Przyznam, że nie było to łatwe. Choć wydaje się łatwiejsze, bo były to wspomnienia Anny, która nie dość, że była w szoku to chciała te myśli od siebie odsunąć (w miarę możliwości). Gadanie Joe trochę też pomogło w opisie sceny, ale gdyby to były jego wspomnienia, to scena byłaby aż nazbyt brutalna. Wiem, że pewnie można uznać (albo i nie), że scena jest trochę spłycona lub oszczędna, ale chyba w takiej formie tu pasuje.
Ogólnie z fabuły jestem dośc zadowolony, a głównym mankamentem Twojego tekstu są błędy, z których część przedstawiłem na początku komentarza.

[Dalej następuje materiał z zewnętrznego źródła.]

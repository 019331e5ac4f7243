//! Сквозные тесты движка прогнозирования

use std::sync::atomic::{AtomicUsize, Ordering};
use std::sync::Arc;
use std::time::Duration;

use chrono::{NaiveDate, NaiveDateTime};

use finance_forecast::models::forecasting::{fit_from_repository, EngineSettings, ForecastEngine};
use finance_forecast::storage::{MemoryModelStore, NewRecord};
use finance_forecast::{
    FileModelStore, FinanceRepository, ForecastError, InMemoryRepository, ModelStore,
    MonthlyTotal, Outlook, RecordKind, SqliteRepository, StorageError, YearMonth,
};

fn at(y: i32, m: u32, d: u32) -> NaiveDateTime {
    NaiveDate::from_ymd_opt(y, m, d)
        .unwrap()
        .and_hms_opt(12, 0, 0)
        .unwrap()
}

fn day(y: i32, m: u32, d: u32) -> NaiveDate {
    NaiveDate::from_ymd_opt(y, m, d).unwrap()
}

fn history() -> Vec<NewRecord> {
    let mut records = Vec::new();
    for (month, income, expense, savings) in [
        (1, 2000.0, 350.0, 500.0),
        (2, 2250.0, 2600.0, 651.5),
        (3, 2500.0, 410.0, 0.0),
        (4, 2000.0, 120.0, 802.25),
    ] {
        records.push(NewRecord::new(RecordKind::Income, "alice", income, at(2025, month, 10)));
        records.push(NewRecord::new(RecordKind::Expense, "alice", expense, at(2025, month, 15)));
        if savings > 0.0 {
            records.push(NewRecord::new(RecordKind::Savings, "alice", savings, at(2025, month, 20)));
        }
    }
    records.push(NewRecord::new(RecordKind::Income, "bob", 3100.0, at(2025, 2, 1)));
    records.push(NewRecord::new(RecordKind::Expense, "bob", 900.0, at(2025, 3, 1)));
    records
}

fn small_settings() -> EngineSettings {
    let mut settings = EngineSettings::default();
    settings.forest.n_trees = 20;
    settings
}

/// Считает полные сканы для обучения и замедляет их
struct CountingRepository {
    inner: InMemoryRepository,
    scans: AtomicUsize,
    active: AtomicUsize,
    peak: AtomicUsize,
    scan_delay: Duration,
}

impl CountingRepository {
    fn new(records: Vec<NewRecord>, scan_delay: Duration) -> Self {
        Self {
            inner: InMemoryRepository::with_records(records).unwrap(),
            scans: AtomicUsize::new(0),
            active: AtomicUsize::new(0),
            peak: AtomicUsize::new(0),
            scan_delay,
        }
    }

    fn scans(&self) -> usize {
        self.scans.load(Ordering::SeqCst)
    }

    /// Максимум одновременных сканов
    fn peak(&self) -> usize {
        self.peak.load(Ordering::SeqCst)
    }
}

impl FinanceRepository for CountingRepository {
    fn monthly_totals(
        &self,
        kind: RecordKind,
        user_id: Option<&str>,
    ) -> Result<Vec<MonthlyTotal>, StorageError> {
        if kind == RecordKind::Income && user_id.is_none() {
            self.scans.fetch_add(1, Ordering::SeqCst);
            let running = self.active.fetch_add(1, Ordering::SeqCst) + 1;
            self.peak.fetch_max(running, Ordering::SeqCst);
            std::thread::sleep(self.scan_delay);
            self.active.fetch_sub(1, Ordering::SeqCst);
        }
        self.inner.monthly_totals(kind, user_id)
    }

    fn latest_monthly_total(
        &self,
        kind: RecordKind,
        user_id: &str,
        until: YearMonth,
    ) -> Result<Option<MonthlyTotal>, StorageError> {
        self.inner.latest_monthly_total(kind, user_id, until)
    }

    fn insert(&self, record: &NewRecord) -> Result<i64, StorageError> {
        self.inner.insert(record)
    }
}

struct UnavailableRepository;

impl FinanceRepository for UnavailableRepository {
    fn monthly_totals(&self, _: RecordKind, _: Option<&str>) -> Result<Vec<MonthlyTotal>, StorageError> {
        Err(StorageError::Unavailable("connection refused".to_string()))
    }

    fn latest_monthly_total(
        &self,
        _: RecordKind,
        _: &str,
        _: YearMonth,
    ) -> Result<Option<MonthlyTotal>, StorageError> {
        Err(StorageError::Unavailable("connection refused".to_string()))
    }

    fn insert(&self, _: &NewRecord) -> Result<i64, StorageError> {
        Err(StorageError::Unavailable("connection refused".to_string()))
    }
}

fn memory_engine(records: Vec<NewRecord>) -> ForecastEngine {
    ForecastEngine::new(
        Arc::new(InMemoryRepository::with_records(records).unwrap()),
        Arc::new(MemoryModelStore::new()),
        small_settings(),
    )
}

#[tokio::test]
async fn trained_model_predicts_finite_for_first_month() {
    let engine = memory_engine(history());
    let model = engine.train().await.unwrap();
    // у alice три размеченных месяца, у bob один
    assert_eq!(model.n_examples, 4);

    let forecast = engine.predict("alice", day(2025, 1, 31)).await.unwrap();
    assert_eq!(forecast.income, 2000.0);
    assert_eq!(forecast.expense, 350.0);
    assert_eq!(forecast.savings, 500.0);
    assert!(forecast.prediction.is_finite());
}

#[tokio::test]
async fn single_month_of_history_is_insufficient() {
    let store = Arc::new(MemoryModelStore::new());
    let engine = ForecastEngine::new(
        Arc::new(
            InMemoryRepository::with_records(vec![
                NewRecord::new(RecordKind::Income, "alice", 2000.0, at(2025, 3, 1)),
                NewRecord::new(RecordKind::Expense, "alice", 80.0, at(2025, 3, 9)),
            ])
            .unwrap(),
        ),
        store.clone(),
        small_settings(),
    );

    assert!(matches!(
        engine.train().await,
        Err(ForecastError::DataInsufficient(_))
    ));
    assert!(engine.model().is_none());
    assert!(!store.contains("next_month_net_predictor"));
}

#[tokio::test]
async fn empty_database_is_insufficient() {
    let engine = memory_engine(Vec::new());
    assert!(matches!(
        engine.predict("alice", day(2025, 3, 1)).await,
        Err(ForecastError::DataInsufficient(_))
    ));
}

#[tokio::test]
async fn unknown_user_gets_zero_features_and_a_prediction() {
    let engine = memory_engine(history());
    let forecast = engine.predict("nobody", day(2025, 6, 1)).await.unwrap();
    assert_eq!(
        (forecast.income, forecast.expense, forecast.savings),
        (0.0, 0.0, 0.0)
    );
    assert!(forecast.prediction.is_finite());
    assert!(forecast.months.income.is_none());
}

#[tokio::test]
async fn predictions_are_rounded_to_cents() {
    let engine = memory_engine(history());
    for (user, as_of) in [
        ("alice", day(2025, 1, 31)),
        ("alice", day(2025, 2, 28)),
        ("alice", day(2025, 4, 30)),
        ("bob", day(2025, 3, 31)),
    ] {
        let forecast = engine.predict(user, as_of).await.unwrap();
        let cents = forecast.prediction * 100.0;
        assert!((cents - cents.round()).abs() < 1e-6, "{}", forecast.prediction);

        match forecast.outlook {
            Outlook::Gain => assert!(forecast.message.contains("gain")),
            Outlook::Loss => assert!(forecast.message.contains("lose")),
            Outlook::Neutral => assert!(forecast.message.contains("neutral")),
        }
    }
}

#[tokio::test(flavor = "multi_thread", worker_threads = 4)]
async fn concurrent_predictions_share_one_training_run() {
    let repo = Arc::new(CountingRepository::new(history(), Duration::from_millis(100)));
    let engine = Arc::new(ForecastEngine::new(
        repo.clone(),
        Arc::new(MemoryModelStore::new()),
        small_settings(),
    ));

    let a = {
        let engine = engine.clone();
        tokio::spawn(async move { engine.predict("alice", day(2025, 4, 30)).await })
    };
    let b = {
        let engine = engine.clone();
        tokio::spawn(async move { engine.predict("bob", day(2025, 4, 30)).await })
    };

    let (a, b) = (a.await.unwrap().unwrap(), b.await.unwrap().unwrap());
    assert!(a.prediction.is_finite() && b.prediction.is_finite());
    assert_eq!(repo.scans(), 1);
}

#[tokio::test]
async fn retraining_same_data_is_deterministic() {
    let engine = memory_engine(history());
    let first = engine.train().await.unwrap();
    let second = engine.train().await.unwrap();

    let features = finance_forecast::FeatureVector {
        income: 2250.0,
        expense: 2600.0,
        savings: 651.5,
    };
    assert!((first.predict(&features) - second.predict(&features)).abs() < 1e-9);
}

#[tokio::test]
async fn storage_failure_is_data_unavailable() {
    let engine = ForecastEngine::new(
        Arc::new(UnavailableRepository),
        Arc::new(MemoryModelStore::new()),
        small_settings(),
    );
    let err = engine.predict("alice", day(2025, 4, 30)).await.unwrap_err();
    assert!(matches!(err, ForecastError::DataUnavailable(_)));
}

#[tokio::test]
async fn corrupt_artifact_is_a_load_error() {
    let store = Arc::new(MemoryModelStore::new());
    store.put_raw("next_month_net_predictor", "{\"trained_at\": 3}");
    let engine = ForecastEngine::new(
        Arc::new(InMemoryRepository::with_records(history()).unwrap()),
        store,
        small_settings(),
    );
    assert!(matches!(
        engine.predict("alice", day(2025, 4, 30)).await,
        Err(ForecastError::ModelLoad { .. })
    ));
}

#[tokio::test(flavor = "multi_thread", worker_threads = 2)]
async fn slow_training_times_out_without_overlapping_runs() {
    let repo = Arc::new(CountingRepository::new(history(), Duration::from_millis(300)));
    let mut settings = small_settings();
    settings.train_timeout = Duration::from_millis(50);
    let engine = ForecastEngine::new(repo.clone(), Arc::new(MemoryModelStore::new()), settings);

    for _ in 0..3 {
        assert!(matches!(
            engine.train().await,
            Err(ForecastError::TrainingTimeout(_))
        ));
    }
    assert!(engine.model().is_none());

    // брошенный fit держит lock до своего завершения
    tokio::time::sleep(Duration::from_millis(500)).await;
    assert_eq!(repo.scans(), 3);
    assert_eq!(repo.peak(), 1);
}

#[tokio::test(flavor = "multi_thread", worker_threads = 2)]
async fn load_saved_waits_for_running_training() {
    let store = Arc::new(MemoryModelStore::new());
    let older = fit_from_repository(
        &InMemoryRepository::with_records(vec![
            NewRecord::new(RecordKind::Income, "zed", 10.0, at(2024, 1, 1)),
            NewRecord::new(RecordKind::Income, "zed", 20.0, at(2024, 2, 1)),
        ])
        .unwrap(),
        &small_settings().forest,
    )
    .unwrap();
    store.save("next_month_net_predictor", &older).unwrap();

    let repo = Arc::new(CountingRepository::new(history(), Duration::from_millis(200)));
    let engine = Arc::new(ForecastEngine::new(repo, store, small_settings()));

    let training = {
        let engine = engine.clone();
        tokio::spawn(async move { engine.train().await })
    };
    tokio::time::sleep(Duration::from_millis(20)).await;

    let loaded = engine.load_saved().await.unwrap().unwrap();
    let trained = training.await.unwrap().unwrap();
    assert!(Arc::ptr_eq(&loaded, &trained));
    assert!(Arc::ptr_eq(&engine.model().unwrap(), &trained));
    assert_ne!(*trained, older);
}

#[tokio::test]
async fn saved_model_is_reused_across_engines() {
    let dir = tempfile::tempdir().unwrap();
    let db_path = dir.path().join("finance.db");
    let models = dir.path().join("models");

    let sqlite = Arc::new(SqliteRepository::open(&db_path).unwrap());
    sqlite.insert_all(&history()).unwrap();

    let trainer = ForecastEngine::new(
        sqlite.clone(),
        Arc::new(FileModelStore::new(&models)),
        small_settings(),
    );
    let trained = trainer.train().await.unwrap();

    let store = FileModelStore::new(&models);
    assert!(store.path_for("next_month_net_predictor").exists());
    assert_eq!(store.load("next_month_net_predictor").unwrap().unwrap(), *trained);

    // новый движок должен загрузить модель, а не обучать
    let counting = Arc::new(CountingRepository::new(history(), Duration::ZERO));
    let server = ForecastEngine::new(counting.clone(), Arc::new(store), small_settings());
    let forecast = server.predict("alice", day(2025, 4, 30)).await.unwrap();
    assert_eq!(counting.scans(), 0);

    let expected = trainer.predict("alice", day(2025, 4, 30)).await.unwrap();
    assert_eq!(forecast.prediction, expected.prediction);
    assert_eq!(forecast.message, expected.message);
}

Widzę, że SPW i Żongler też zwrócili Ci uwagę na kilka rzeczy. Klikam awansem, mając nadzieję, że te wskazane uchybienia poprawisz :)
Dzięki za przeczytanie i kilka, zaraz wszystko ogarnę.
Duago_Derisme, cześć :)
Pierwsze akapity niezbyt zachęcające. To jest może kwestia indywidualna, ale u mnie ten początkowy obraz wegetacji bohatera o generycznym imieniu od razu wywołał lustrzane odczucie znużenia. Może przydałby się tam jakiś malutki haczyk dla podtrzymania uwagi? Skąpo ubrane wróżki były pierwszym elementem, który mnie trochę wybudził z marazmu ;)
Ja wiem, że czasem warto od razu przywalić łopatą…ale bohater jest w marazmie i chciałam, by czytelnik też przez chwilę był, ale miałam nadzieję, że przez to się nie zniechęci.
Podobało mi się mnóstwo drobiazgów porozrzucanych w tekście: deszcz świętomagiczny, policjant wampir i jego metody śledcze, podkowa centaura… Może odrobinę szkoda, że to są tylko rekwizyty, a nie narzędzia, które coś wnoszą do fabuły, ale nie będę narzekał na taki bufet ciekawych pomysłów.
Faktycznie, ciągle maiłam w głowie, by czytelnik mimo wszystko został otoczony przez świat, ale aż tak się na nim nie skupiał – by mógł go po kawałku poznawać z Joe (który średnio w nim uczestniczył na początku opowieści).
Podobnie jak Żongler, zastanawiałem się, dlaczego Joe tak nagle poszedł w cug z Bielą, jeśli miał ją w zasadzie cały czas pod ręką? Chyba wcześniej mu się to nie zdarzało, skoro miał jej taki zapas?
Bo o nim nie pamiętał :D do momentu, gdy sam do siebie nie napisał notatki.